Segundo interlocutores do Planalto, Bolsonaro, que tenta conter o desgaste no pior momento da crise sanitária, não gostou da declaração e pediu uma punição ao general. O comandante do Exército, Edson Leal Pujol, resistiu e teve o apoio de Azevedo. Diante da demissão do ministro, os comandantes discutem se colocam também seus cargos à disposição.

Segundo a colunista Malu Gaspar, Azevedo disse a interlocutores próximos que sua saída ocorre porque ele não queria repetir o que viveu em maio do ano passado, quando bolsonaristas realizaram diversas manifestações pedindo intervenção militar e atacando o Supremo Tribunal Federal. Na ocasião, ele disse que as Forças Armadas são “organismos de Estado”.

A entrega da articulação política do governo ao centrão sela o fim do discurso que elegeu Bolsonaro em 2018, contra o “toma lá, dá cá”. Após o movimento de aproximação realizado no ano passado com o temor de um processo de impeachment, o presidente já tinha, em fevereiro, entregue ao grupo a pasta da Cidadania, com a indicação do deputado federal João Roma (Republicanos-BA).

O grupo, porém, tinha mais reivindicações e vinha aumentando o tom contra o governo após o presidente ter ignorado indicações para o Ministério da Saúde ao escolher, há 15 dias, Marcelo Queiroga para a vaga de Eduardo Pazuello. Ernesto Araújo era o alvo do momento — sob o argumento de que sua condução no Itamaraty dificultava a articulação para obtenção de mais vacinas contra a Covid-19 —, mas o presidente estava informado de que outros auxiliares estavam na mira.

Reclamações sobre a articulação política do governo ocorrem desde o ano passado, mas o presidente sempre teve confiança em Ramos, seu amigo de longa data. O movimento realizado ontem dá poder ao general, que assume a Casa Civil e fará a gestão administrativa do governo, mas tem como principal mudança efetiva abrir espaço para que os políticos tomem conta das negociações com o Congresso.

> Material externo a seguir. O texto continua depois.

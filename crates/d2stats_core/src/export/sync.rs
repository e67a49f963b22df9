//! The document pushed to the run-tracking service after every save.
//!
//! Only the payload is assembled here; sending it is up to the caller.

use serde::{Deserialize, Serialize};

use crate::config::SyncOptions;
use crate::core_api::DisplayStats;
use crate::model::Character;
use crate::translation::Translations;

use super::items::{ItemExporter, ItemPayload};
use super::mercenary::{Hireling, convert_mercenary};

const EVENT: &str = "DataRead";
const APPLICATION_VERSION: &str = "21.6.16";
const PROCESS_TYPE: &str = "D2R";
const PROCESS_VERSION: &str = "d2s";

#[derive(Debug, Clone, PartialEq, Eq, Serialize, Deserialize)]
#[serde(rename_all = "PascalCase")]
pub struct ApplicationInfo {
    pub version: String,
}

#[derive(Debug, Clone, PartialEq, Eq, Serialize, Deserialize)]
#[serde(rename_all = "PascalCase")]
pub struct ProcessInfo {
    #[serde(rename = "Type")]
    pub kind: String,
    pub version: String,
    pub command_line_args: Vec<String>,
}

#[derive(Debug, Clone, PartialEq, Eq, Default, Serialize, Deserialize)]
#[serde(rename_all = "PascalCase")]
pub struct CompletedQuests {
    pub normal: Vec<i32>,
    pub nightmare: Vec<i32>,
    pub hell: Vec<i32>,
}

#[derive(Debug, Clone, PartialEq, Eq, Serialize, Deserialize)]
#[serde(rename_all = "PascalCase")]
pub struct SyncRequest {
    pub event: String,
    pub headers: String,
    #[serde(rename = "DIApplicationInfo")]
    pub application_info: ApplicationInfo,
    #[serde(rename = "D2ProcessInfo")]
    pub process_info: ProcessInfo,
    pub seed: i32,
    #[serde(rename = "Seed_is_arg")]
    pub seed_is_arg: bool,
    pub new_character: bool,
    pub name: String,
    pub guid: String,
    pub char_class: i32,
    pub is_expansion: bool,
    pub is_hardcore: bool,
    pub is_dead: bool,
    pub area: i32,
    pub difficulty: i32,
    pub players_x: Option<i32>,
    pub deaths: i32,
    pub level: u8,
    pub experience: u64,
    pub strength: i32,
    pub dexterity: i32,
    pub vitality: i32,
    pub energy: i32,
    pub fire_resist: i32,
    pub cold_resist: i32,
    pub lightning_resist: i32,
    pub poison_resist: i32,
    pub gold: u64,
    pub gold_stash: u64,
    pub life: i64,
    pub life_max: i64,
    pub mana: i64,
    pub mana_max: i64,
    pub faster_cast_rate: i32,
    pub faster_hit_recovery: i32,
    pub faster_run_walk: i32,
    pub increased_attack_speed: i32,
    pub magic_find: i32,
    pub completed_quests: CompletedQuests,
    pub inventory_tab: Option<i32>,
    pub clear_items: bool,
    pub added_items: Vec<ItemPayload>,
    pub removed_items: Vec<ItemPayload>,
    pub hireling: Option<Hireling>,
}

/// Assemble the sync document from a character and its computed stats.
///
/// The whole item list is resent every time (`ClearItems`), so
/// `RemovedItems` stays empty.
pub fn build_sync_request(
    character: &Character,
    stats: &DisplayStats,
    translations: &Translations,
    exporter: &ItemExporter<'_>,
    options: &SyncOptions,
    equipment_only: bool,
) -> SyncRequest {
    let attributes = &character.attributes;
    let difficulty = character.current_difficulty();

    SyncRequest {
        event: EVENT.to_string(),
        headers: format!("API_KEY={}", options.api_key),
        application_info: ApplicationInfo {
            version: APPLICATION_VERSION.to_string(),
        },
        process_info: ProcessInfo {
            kind: PROCESS_TYPE.to_string(),
            version: PROCESS_VERSION.to_string(),
            command_line_args: Vec::new(),
        },
        seed: 0,
        seed_is_arg: false,
        new_character: attributes.experience == 0,
        name: character.name.clone(),
        guid: String::new(),
        char_class: character.class.id(),
        is_expansion: character.expansion,
        is_hardcore: character.hardcore,
        is_dead: character.died,
        area: 0,
        difficulty: difficulty.id(),
        players_x: None,
        deaths: 0,
        level: character.level,
        experience: attributes.experience,
        strength: stats.attributes.strength,
        dexterity: stats.attributes.dexterity,
        vitality: stats.attributes.vitality,
        energy: stats.attributes.energy,
        fire_resist: stats.resistances.fire,
        cold_resist: stats.resistances.cold,
        lightning_resist: stats.resistances.lightning,
        poison_resist: stats.resistances.poison,
        gold: attributes.gold,
        gold_stash: attributes.gold_in_stash,
        life: attributes.hp,
        life_max: attributes.max_hp,
        mana: attributes.mana,
        mana_max: attributes.max_mana,
        faster_cast_rate: stats.breakpoints.faster_cast_rate,
        faster_hit_recovery: stats.breakpoints.faster_hit_recovery,
        faster_run_walk: stats.faster_run_walk,
        increased_attack_speed: stats.increased_attack_speed,
        magic_find: stats.magic_find,
        completed_quests: CompletedQuests::default(),
        inventory_tab: None,
        clear_items: true,
        added_items: exporter.convert_items(&character.items, equipment_only, false, character.level),
        removed_items: Vec::new(),
        hireling: character
            .mercenary
            .as_ref()
            .map(|mercenary| convert_mercenary(mercenary, difficulty, translations, exporter)),
    }
}

/// Whether a save file should be skipped, by case-insensitive substring match.
pub fn ignore_by_name(file_name: &str, filters: &[String]) -> bool {
    let lowered = file_name.to_lowercase();
    filters
        .iter()
        .filter(|filter| !filter.is_empty())
        .any(|filter| lowered.contains(&filter.to_lowercase()))
}

#[cfg(test)]
mod tests {
    use super::*;

    #[test]
    fn ignore_matches_substrings_case_insensitively() {
        let filters = vec!["mule".to_string(), "Test".to_string()];
        assert!(ignore_by_name("RuneMule.d2s", &filters));
        assert!(ignore_by_name("mytestchar.d2s", &filters));
        assert!(!ignore_by_name("Sorc.d2s", &filters));
        assert!(!ignore_by_name("Sorc.d2s", &[String::new()]));
        assert!(!ignore_by_name("Sorc.d2s", &[]));
    }

    #[test]
    fn fixed_header_fields_serialize_with_service_names() {
        let info = ProcessInfo {
            kind: PROCESS_TYPE.to_string(),
            version: PROCESS_VERSION.to_string(),
            command_line_args: Vec::new(),
        };
        let json = serde_json::to_value(&info).expect("process info should serialize");
        assert_eq!(json, serde_json::json!({"Type": "D2R", "Version": "d2s", "CommandLineArgs": []}));

        let quests = serde_json::to_value(CompletedQuests::default()).expect("quests should serialize");
        assert_eq!(quests, serde_json::json!({"Normal": [], "Nightmare": [], "Hell": []}));
    }
}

Flávia é integrante do PL, comandado por Valdemar Costa Neto, um dos principais líderes do Centrão. O partido tem 40 deputados e três senadores. Ela é próxima a Lira e foi indicada por ele para a presidência da comissão de Orçamento. Ontem pela manhã, Bolsonaro recebeu o presidente da Câmara no Palácio da Alvorada.

A pasta não tem recursos, mas tem como tarefa fazer a intermediação política, e uma das principais funções está fazer junto aos ministérios a liberação de emendas parlamentares, além de recursos extras que o governo eventualmente oferece para apadrinhamento por deputados e senadores.

SEM ASSINATURA

Outra demissão que teve como pano de fundo a falta de alinhamento com o presidente foi a do advogado-geral da União. Levi é técnico de carreira da instituição e, ao contrário de Mendonça, nunca se aproximou de Bolsonaro. A recusa em assinar a manifestação ao STF sobre as medidas restritivas terminou por concluir a insatisfação que já ocorria desde quando assumiu, pois logo no início do trabalho também não assinou habeas corpus em favor do então ministro da Educação Abraham Weintraub, tarefa que coube a seu antecessor que já estava na Justiça.

O retorno de Mendonça à AGU abriu a possibilidade de o presidente se reaproximar da bancada da bala, grupo do qual andava distante. O novo ministro, Anderson Torres, que era secretário de segurança do Distrito Federal, tem ligação histórica com o grupo e se aproximou da família Bolsonaro por ter sido chefe de gabinete do deputado Fernando Francischini (PSL-PR), um dos primeiros apoiadores de Bolsonaro para sua campanha presidencial de 2018. Ele também é próximo do ex-deputado Alberto Fraga, amigo do presidente, e de Jorge Oliveira, ex-ministro de Bolsonaro que ocupa uma cadeira no Tribunal de Contas da União (TCU).

Todas essas mudanças foram precipitadas pela situação de Araújo. O ataque feito por ele a Kátia Abreu no domingo foi o epílogo da falta de condições políticas para sua permanência no cargo. Ainda que respaldado pela militância mais radical e com o apoio do deputado Eduardo Bolsonaro, Araújo dinamitou qualquer possibilidade de superar a crise no cargo.